Les autres inscriptions sous chaque saint se rapportent à leur nom. De gauche à droite : « Sanctus Jacobus Maior – Sanctus Johannes Baptista – Sanctus Lucas Evangelista – Sanctus Philippus Apostolus » (Saint Jacques le Majeur – Saint Jean-Baptiste – Saint Luc Evangéliste – Saint Philippe Apôtre).
Les phylactères présentés par les prophètes se référent pour chacun à l’image sainte placée en dessous et aussi à la cuspide correspondante ; mais les cuspides ont été perdues et on ne peut plus réaliser une lecture complète du tableau. Mirella Branca a en tout état de cause tenté de reconstruire idéalement les images dans les cuspides manquantes.
- Au-dessus de saint Jacques le Majeur, le prophète Elisée dit « Tolle baculum meum in manu tua et vade » (« prends mon bâton dans ta main et va ») 2R 4,29 et le prophète Isaïe dit « Ierusalem Evangelista dabo » (« je donnerai à Jérusalem un évangéliste ») Es 41,27.
- Au-dessus de saint Jean Baptiste, le prophète Malachie dit « Ecce micto [sic] Angelum Meum » (« voici que j’ envoie mon Ange ») (Ma 3,1 et le prophète Jérémie dit « Antequam exire sancto ventre santificavi » (« Avant que tu ne sortes du ventre de ta mère, je t’ai consacré ») Jr 1,5.
- Au-dessus de la Vierge, le prophète Jérémie dit une sentence qui en réalité n’est pas de lui mais d’Isaïe « Egredietur virga de radice Jesse » (« un surgeon jaillira de la racine de Jessé ») Es 11,1 et le prophète Isaïe dit « Virgo concipiet et pariet Filium » (« voici que la Vierge concevra et enfantera un fils ») Es 7,14.

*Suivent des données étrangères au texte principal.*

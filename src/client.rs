// Copyright (c) the spacetimedb-client authors 2025
// This file is licensed under the MIT, see license.md file

use std::time::Duration;

use tokio::sync::Mutex;
use tokio_util::sync::CancellationToken;
use tracing::info;
use url::Url;

use crate::{
	error::{ClientError, Result},
	ws::Connection,
};

/// Timeout applied to every HTTP request.
const HTTP_TIMEOUT: Duration = Duration::from_secs(30);

/// One logical client session against a SpacetimeDB server.
///
/// A `Client` holds the base endpoint, the bearer credential (if any)
/// and at most one live socket [`Connection`]. Construct with
/// [`Client::new`], configure with the `with_*` builders before first
/// use, and tear down with [`Client::close`]. A closed client is not
/// reusable.
pub struct Client {
	pub(crate) base_url: Url,
	pub(crate) http: reqwest::Client,
	pub(crate) token: Option<String>,
	pub(crate) identity: Option<String>,
	pub(crate) cancel: CancellationToken,
	pub(crate) connection: Mutex<Option<Connection>>,
}

impl std::fmt::Debug for Client {
	fn fmt(&self, f: &mut std::fmt::Formatter<'_>) -> std::fmt::Result {
		f.debug_struct("Client")
			.field("base_url", &self.base_url)
			.field("token", &self.token.as_ref().map(|_| "<redacted>"))
			.field("identity", &self.identity)
			.finish_non_exhaustive()
	}
}

impl Client {
	/// Create a new client for the given base endpoint.
	///
	/// Fails with [`ClientError::InvalidEndpoint`] when the string is
	/// not a well-formed absolute URL. The endpoint is immutable for
	/// the lifetime of the client.
	pub fn new(base_url: &str) -> Result<Self> {
		let base_url = Url::parse(base_url)?;
		let http = reqwest::Client::builder()
			.timeout(HTTP_TIMEOUT)
			.build()
			.map_err(|e| ClientError::Transport(e.to_string()))?;

		Ok(Self {
			base_url,
			http,
			token: None,
			identity: None,
			cancel: CancellationToken::new(),
			connection: Mutex::new(None),
		})
	}

	/// Set the bearer token used for authenticated requests.
	///
	/// Builders apply in call order; a later call overrides an
	/// earlier one.
	pub fn with_token(mut self, token: impl Into<String>) -> Self {
		self.token = Some(token.into());
		self
	}

	/// Set the identity this client acts as.
	pub fn with_identity(mut self, identity: impl Into<String>) -> Self {
		self.identity = Some(identity.into());
		self
	}

	/// The base endpoint this client was constructed with.
	pub fn base_url(&self) -> &Url {
		&self.base_url
	}

	/// The configured bearer token, if any.
	pub fn token(&self) -> Option<&str> {
		self.token.as_deref()
	}

	/// The configured identity, if any.
	pub fn identity(&self) -> Option<&str> {
		self.identity.as_deref()
	}

	/// The `Authorization` header value for the configured token.
	///
	/// Empty when no token is set. Pure; callable at any time.
	pub fn auth_header(&self) -> String {
		match self.token.as_deref() {
			Some(token) if !token.is_empty() => {
				format!("Bearer {token}")
			}
			_ => String::new(),
		}
	}

	/// A handle to the session lifetime token.
	///
	/// The token is cancelled by [`Client::close`]. Cancellation does
	/// not interrupt an in-flight [`receive`](Client::receive); it is
	/// a cooperative shutdown signal for caller-owned background
	/// loops.
	pub fn cancel_token(&self) -> CancellationToken {
		self.cancel.clone()
	}

	/// Whether this session has been closed.
	pub fn is_closed(&self) -> bool {
		self.cancel.is_cancelled()
	}

	/// Close the session.
	///
	/// Tears down the open connection, if any, and cancels the
	/// lifetime token. The token is cancelled even when the
	/// connection refuses to close cleanly, so resources tied to it
	/// are never leaked; the close failure is still reported as
	/// [`ClientError::Close`].
	pub async fn close(&self) -> Result<()> {
		let connection = self.connection.lock().await.take();
		let result = match connection {
			Some(connection) => connection.close().await,
			None => Ok(()),
		};
		// Must run regardless of how the teardown went.
		self.cancel.cancel();
		if result.is_ok() {
			info!("session closed");
		}
		result
	}

	/// The configured token, or `MissingCredential` when absent or
	/// empty. Guards run before any network I/O.
	pub(crate) fn require_token(&self) -> Result<&str> {
		match self.token.as_deref() {
			Some(token) if !token.is_empty() => Ok(token),
			_ => Err(ClientError::MissingCredential),
		}
	}

	/// Resolve a path against the base endpoint.
	pub(crate) fn endpoint(&self, path: &str) -> Result<Url> {
		let raw = format!(
			"{}{}",
			self.base_url.as_str().trim_end_matches('/'),
			path
		);
		Ok(Url::parse(&raw)?)
	}
}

- Au-dessus de saint Luc Evangéliste, le Roi David couronné dit « Placebit Domino super vitulum novellum » (« il plaira à Dieu plus qu’un jeune veau ») Ps 69,32 et Otias, un des chefs de Bétulie, dit « Benedicta es tu filia a Domino » (« bénie es-tu fille de Dieu ») Jdt 13,18.
- Au-dessus de saint Philippe Apôtre, le prophète Ezéchiel dit « Facies leonis a dextris ipsorum quattuor » (« tous les quatre avaient une face de lion à droite » en référence au Tétramorphe) (Ez 1,10 et le Roi David dit « Dabis servo tuo cor docile ut possit iu[dicare] » (« tu donneras à ton serviteur un cœur docile pour qu’il puisse juger ») 1R 3,9.